First, as a matter of law, the court emphasized that Section 11 does not impose a freestanding duty to disclose all material risks. Here, the plaintiff did not identify any statement in which BioAge affirmatively downplayed or mischaracterized the risk of transaminitis. Instead, the plaintiff argued that by discussing the general risk of adverse events, BioAge implicitly represented that no “expected” or “typical” safety risks existed. The court rejected this argument, holding that a company does not assume an obligation to disclose every conceivable safety signal merely because it elects to discuss clinical trial risks in general terms.
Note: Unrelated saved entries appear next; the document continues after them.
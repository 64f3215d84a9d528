//! In-process loopback driver. Connects network layers living in the same
//! process through a shared hub; the reference driver implementation.

use std::collections::HashMap;
use std::sync::{Arc, Mutex};

use async_trait::async_trait;
use serde_json::Value;

use crate::datagram::Datagram;
use crate::identity::DeviceId;
use crate::network::{
    ConnectionDriver, ConnectionDriverFactory, DriverError, DriverInit, InboundSink,
    NetworkContext, StatusUpdate,
};

const DRIVER_ID: &str = "loopback";

/// Shared routing table. Every layer attached through [`LoopbackHub::factory`]
/// can reach every other attached layer.
#[derive(Default)]
pub struct LoopbackHub {
    sinks: Mutex<HashMap<DeviceId, InboundSink>>,
}

impl LoopbackHub {
    pub fn new() -> Arc<Self> {
        Arc::new(Self::default())
    }

    pub fn factory(self: &Arc<Self>) -> LoopbackFactory {
        LoopbackFactory { hub: self.clone() }
    }

    fn lock(&self) -> std::sync::MutexGuard<'_, HashMap<DeviceId, InboundSink>> {
        match self.sinks.lock() {
            Ok(guard) => guard,
            Err(poisoned) => poisoned.into_inner(),
        }
    }
}

pub struct LoopbackFactory {
    hub: Arc<LoopbackHub>,
}

impl ConnectionDriverFactory for LoopbackFactory {
    fn id(&self) -> &str {
        DRIVER_ID
    }

    fn create(&self, init: DriverInit) -> Arc<dyn ConnectionDriver> {
        let local = init.keypair.device_id();
        self.hub.lock().insert(local, init.inbound.clone());
        Arc::new(LoopbackDriver {
            hub: self.hub.clone(),
            local,
            inbound: init.inbound,
        })
    }
}

struct LoopbackDriver {
    hub: Arc<LoopbackHub>,
    local: DeviceId,
    inbound: InboundSink,
}

#[async_trait]
impl ConnectionDriver for LoopbackDriver {
    async fn register_connection(
        &self,
        peer_device_id: DeviceId,
        _additional_info: Value,
    ) -> Result<(), DriverError> {
        if !self.hub.lock().contains_key(&peer_device_id) {
            return Err(DriverError::NotConnected);
        }
        self.inbound.push_status(StatusUpdate::PeerConnected {
            peer: peer_device_id,
        });
        Ok(())
    }

    async fn send_datagram(
        &self,
        datagram: &Datagram,
        _ctx: &NetworkContext,
    ) -> Result<(), DriverError> {
        let sink = self
            .hub
            .lock()
            .get(&datagram.receiver)
            .cloned()
            .ok_or(DriverError::NotConnected)?;
        sink.deliver(datagram.clone());
        Ok(())
    }

    async fn close(&self) -> Result<(), DriverError> {
        self.hub.lock().remove(&self.local);
        Ok(())
    }
}
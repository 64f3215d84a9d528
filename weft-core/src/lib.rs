//! Device-addressed messaging substrate: channels, datagram routing over
//! pluggable transport drivers, streaming RPC, and signed capability
//! permissions. Transport-agnostic; drivers live with their hosts.

pub mod channel;
pub mod datagram;
pub mod identity;
pub mod loopback;
pub mod network;
pub mod packet;
pub mod permissions;
pub mod rpc;
pub mod store;

pub use channel::{Cancelled, Channel};
pub use datagram::{listener_port, rpc_response_port, Datagram, OutboundDatagram};
pub use identity::{DeviceId, Keypair, PublicKey};
pub use network::{
    ConnectionDriver, ConnectionDriverFactory, DriverError, DriverInit, DriverStatus, InboundSink,
    NetworkContext, NetworkLayer, SendOutcome, StatusUpdate,
};
pub use permissions::{
    Action, Authority, AuthorityKind, Cert, Identity, Matcher, Permission, PermissionCache,
    PermissionInput, PermissionResult, RootIdentity,
};
pub use rpc::{
    RpcCallStream, RpcChunk, RpcDefinition, RpcError, RpcRequest, RpcResponder, ValidationError,
};
pub use store::{KvStore, MemoryStore, ScopedStore, StoreError};
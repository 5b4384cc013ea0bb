use aml_disjoint_set::{DisJointSet, SparseDisjointSet};
use aml_primitives::{AccountId, DensePair, GraphError, Group, TransactionGraph};
use log::{debug, info};

#[derive(Debug, Clone, Default, PartialEq)]
pub struct MergeOutcome {
    pub groups: Vec<Group>,
    /// Accounts newly labeled by this merge.
    pub labeled: usize,
}

/// Merges dense pairs into maximal groups: two accounts end up in the same
/// group iff a chain of dense pairs links them.
#[derive(Debug, Default)]
pub struct GroupMerger;

impl GroupMerger {
    pub fn new() -> Self {
        Self
    }

    /// Groups come out with sorted members, ordered by smallest member. The
    /// result does not depend on the order of `pairs`.
    pub fn merge(&self, pairs: &[DensePair]) -> Vec<Group> {
        let mut sets: SparseDisjointSet<AccountId> = SparseDisjointSet::new();
        for pair in pairs {
            if sets.union(pair.first, pair.second) {
                debug!("joined {} and {} (similarity {:.4})", pair.first, pair.second, pair.similarity);
            }
        }
        sets.groups().into_iter().map(Group::new).collect()
    }

    /// Sets the suspect flag on every group member. Returns how many accounts
    /// were not labeled before.
    pub fn label(&self, graph: &mut TransactionGraph, groups: &[Group]) -> Result<usize, GraphError> {
        let mut labeled = 0;
        for group in groups {
            for &member in group.members() {
                if graph.label_suspect(member)? {
                    labeled += 1;
                }
            }
        }
        Ok(labeled)
    }

    pub fn merge_and_label(
        &self,
        graph: &mut TransactionGraph,
        pairs: &[DensePair],
    ) -> Result<MergeOutcome, GraphError> {
        let groups = self.merge(pairs);
        let labeled = self.label(graph, &groups)?;
        for group in &groups {
            info!("suspected laundering group {}", group);
        }
        info!("{} groups, {} accounts labeled", groups.len(), labeled);
        Ok(MergeOutcome { groups, labeled })
    }
}
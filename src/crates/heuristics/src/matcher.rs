use aml_primitives::{DetectionConfig, MatchedPair, Transaction, difference};
use log::{debug, info};

/// Finds two-hop layering pairs: a lead transaction into an account followed
/// by a similar transaction out of it.
pub struct TransactionMatcher<'c> {
    config: &'c DetectionConfig,
}

impl<'c> TransactionMatcher<'c> {
    pub fn new(config: &'c DetectionConfig) -> Self {
        Self { config }
    }

    /// Pair predicate, ignoring whether either transaction is already used.
    pub fn is_layering_pair(&self, lead: &Transaction, follow: &Transaction) -> bool {
        if !lead.feeds(follow) {
            return false;
        }
        if (lead.amount as f64) < self.config.amount_threshold {
            return false;
        }
        let amount_difference = difference(lead.amount, follow.amount).unsigned_abs() as f64;
        if amount_difference > self.config.allowed_amount_difference {
            return false;
        }
        self.config.time_difference_mode.within(
            lead.time,
            follow.time,
            self.config.allowed_time_difference,
        )
    }

    /// Greedy O(n²) scan in input order. Each transaction leads at most one
    /// pair and follows at most one pair; the first acceptable follow wins.
    pub fn match_pairs(&self, transactions: &[Transaction]) -> Vec<MatchedPair> {
        let n = transactions.len();
        let mut used_follow = vec![false; n];
        let mut pairs = Vec::new();

        // Each lead is visited once and stops at its first follow.
        for (i, lead) in transactions.iter().enumerate() {
            for j in 0..n {
                if i == j || used_follow[j] {
                    continue;
                }
                let follow = &transactions[j];
                if !self.is_layering_pair(lead, follow) {
                    continue;
                }
                let pair = MatchedPair::new(*lead, *follow);
                debug!("matched {} weight={}", pair, pair.weight());
                used_follow[j] = true;
                pairs.push(pair);
                break;
            }
        }

        info!(
            "matched {} layering pairs out of {} transactions",
            pairs.len(),
            n
        );
        pairs
    }
}

#[cfg(test)]
mod tests {
    use std::collections::HashSet;

    use aml_primitives::{TimeDifferenceMode, TransactionId, test_utils::single_hop};

    use super::*;

    #[test]
    fn single_hop_matches_once() {
        let config = DetectionConfig::default();
        let pairs = TransactionMatcher::new(&config).match_pairs(&single_hop());
        assert_eq!(pairs.len(), 1);
        assert_eq!(pairs[0].lead.id, TransactionId(1));
        assert_eq!(pairs[0].follow.id, TransactionId(2));
        assert_eq!(pairs[0].amount_difference(), 50);
    }

    #[test]
    fn lead_below_threshold_is_rejected() {
        let config = DetectionConfig::default();
        let matcher = TransactionMatcher::new(&config);
        let lead = Transaction::new(1, 10, 20, 9_999, 1);
        let follow = Transaction::new(2, 20, 30, 9_999, 2);
        assert!(!matcher.is_layering_pair(&lead, &follow));
    }

    #[test]
    fn amount_difference_bound_is_inclusive() {
        let config = DetectionConfig::default();
        let matcher = TransactionMatcher::new(&config);
        let lead = Transaction::new(1, 10, 20, 10_000, 1);
        assert!(matcher.is_layering_pair(&lead, &Transaction::new(2, 20, 30, 9_900, 2)));
        assert!(!matcher.is_layering_pair(&lead, &Transaction::new(3, 20, 30, 9_899, 2)));
        assert!(!matcher.is_layering_pair(&lead, &Transaction::new(4, 21, 30, 9_900, 2)));
    }

    #[test]
    fn signed_time_check_accepts_late_follow_absolute_does_not() {
        let lead = Transaction::new(1, 10, 20, 10_000, 1);
        let late = Transaction::new(2, 20, 30, 10_000, 50);

        let signed = DetectionConfig::default();
        assert!(TransactionMatcher::new(&signed).is_layering_pair(&lead, &late));

        let absolute = DetectionConfig {
            time_difference_mode: TimeDifferenceMode::Absolute,
            ..Default::default()
        };
        assert!(!TransactionMatcher::new(&absolute).is_layering_pair(&lead, &late));
    }

    #[test]
    fn demo_switch_does_not_change_matching() {
        let config = DetectionConfig {
            demo: true,
            ..Default::default()
        };
        assert_eq!(
            TransactionMatcher::new(&config)
                .match_pairs(&single_hop())
                .len(),
            1
        );
    }

    #[test]
    fn each_transaction_leads_and_follows_at_most_once() {
        // Two leads into 20 competing for one follow, plus a second follow.
        let transactions = vec![
            Transaction::new(1, 10, 20, 10_000, 1),
            Transaction::new(2, 11, 20, 10_000, 1),
            Transaction::new(3, 20, 30, 9_950, 2),
            Transaction::new(4, 20, 31, 9_950, 2),
            Transaction::new(5, 20, 32, 9_950, 2),
        ];
        let config = DetectionConfig::default();
        let pairs = TransactionMatcher::new(&config).match_pairs(&transactions);

        assert_eq!(pairs.len(), 2);
        let leads: HashSet<_> = pairs.iter().map(|p| p.lead.id).collect();
        let follows: HashSet<_> = pairs.iter().map(|p| p.follow.id).collect();
        assert_eq!(leads.len(), pairs.len());
        assert_eq!(follows.len(), pairs.len());
        // First match wins, in input order.
        assert_eq!(pairs[0].follow.id, TransactionId(3));
        assert_eq!(pairs[1].follow.id, TransactionId(4));
        for pair in &pairs {
            assert_eq!(pair.lead.receiver, pair.follow.sender);
        }
    }

    #[test]
    fn a_transaction_may_lead_one_pair_and_follow_another() {
        let transactions = vec![
            Transaction::new(1, 10, 20, 10_000, 1),
            Transaction::new(2, 20, 30, 10_000, 2),
            Transaction::new(3, 30, 40, 10_000, 3),
        ];
        let config = DetectionConfig::default();
        let pairs = TransactionMatcher::new(&config).match_pairs(&transactions);
        assert_eq!(pairs.len(), 2);
        assert_eq!(pairs[0].follow.id, TransactionId(2));
        assert_eq!(pairs[1].lead.id, TransactionId(2));
    }

    #[test]
    fn extreme_amounts_and_times_do_not_panic() {
        let config = DetectionConfig::default();
        let matcher = TransactionMatcher::new(&config);

        let far_apart = [
            Transaction::new(1, 10, 20, i64::MAX, 1),
            Transaction::new(2, 20, 30, -1, 1),
        ];
        assert!(matcher.match_pairs(&far_apart).is_empty());

        // A lead at the earliest possible time is still followed in signed mode.
        let early_lead = [
            Transaction::new(1, 10, 20, 10_000, i64::MIN),
            Transaction::new(2, 20, 30, 10_000, 1),
        ];
        let pairs = matcher.match_pairs(&early_lead);
        assert_eq!(pairs.len(), 1);
        assert_eq!(pairs[0].time_difference(), i64::MIN as i128 - 1);
    }

    #[test]
    fn no_self_pairing() {
        // A self-transfer feeds itself but must not pair with itself.
        let transactions = vec![Transaction::new(1, 20, 20, 10_000, 1)];
        let config = DetectionConfig::default();
        assert!(
            TransactionMatcher::new(&config)
                .match_pairs(&transactions)
                .is_empty()
        );
    }
}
Second, the court found that the plaintiff failed to plausibly allege that transaminitis was “inevitable” at the time of the IPO. The complaint relied heavily on non-serious liver enzyme elevation in one of 265 participants across eight Phase 1 trials, which resolved without treatment and did not disrupt development. The court held that this isolated observation did not establish a trend, much less make liver toxicity “virtually certain” to derail Phase 2 testing. The complaint also pointed to the fact that BioAge tracked liver enzyme levels in mice that were dosed with azelaprag in a 27-week mouse study. But the court found that study actually showed that azelaprag lowered liver enzyme levels, and nothing in the mouse study would have indicated that transaminitis was inevitable.
Key Takeaways
BioAge provides helpful guidance on a pharmaceutical company’s obligation to disclose drug-safety risks, particularly when reporting clinical trial results. The decision underscores that the omission of isolated adverse events may not, standing alone, render otherwise accurate descriptions of general trial risks and outcomes misleading. At the same time, BioAge serves as a reminder that once a company elects to speak about a specific risk, it assumes a duty to disclose additional context to avoid providing investors with “half-truths.” Importantly, the more serious and prevalent the undisclosed safety risk, the more likely it is that general statements about clinical trial risks may be rendered misleading. This is particularly so under Section 11, where Items 105 and 303 of Regulation S-K impose affirmative disclosure obligations regarding known trends, uncertainties, and material risk factors. Companies should carefully calibrate their risk disclosures with these principles in mind and consult experienced counsel when drafting public statements about drug development programs and observed safety events.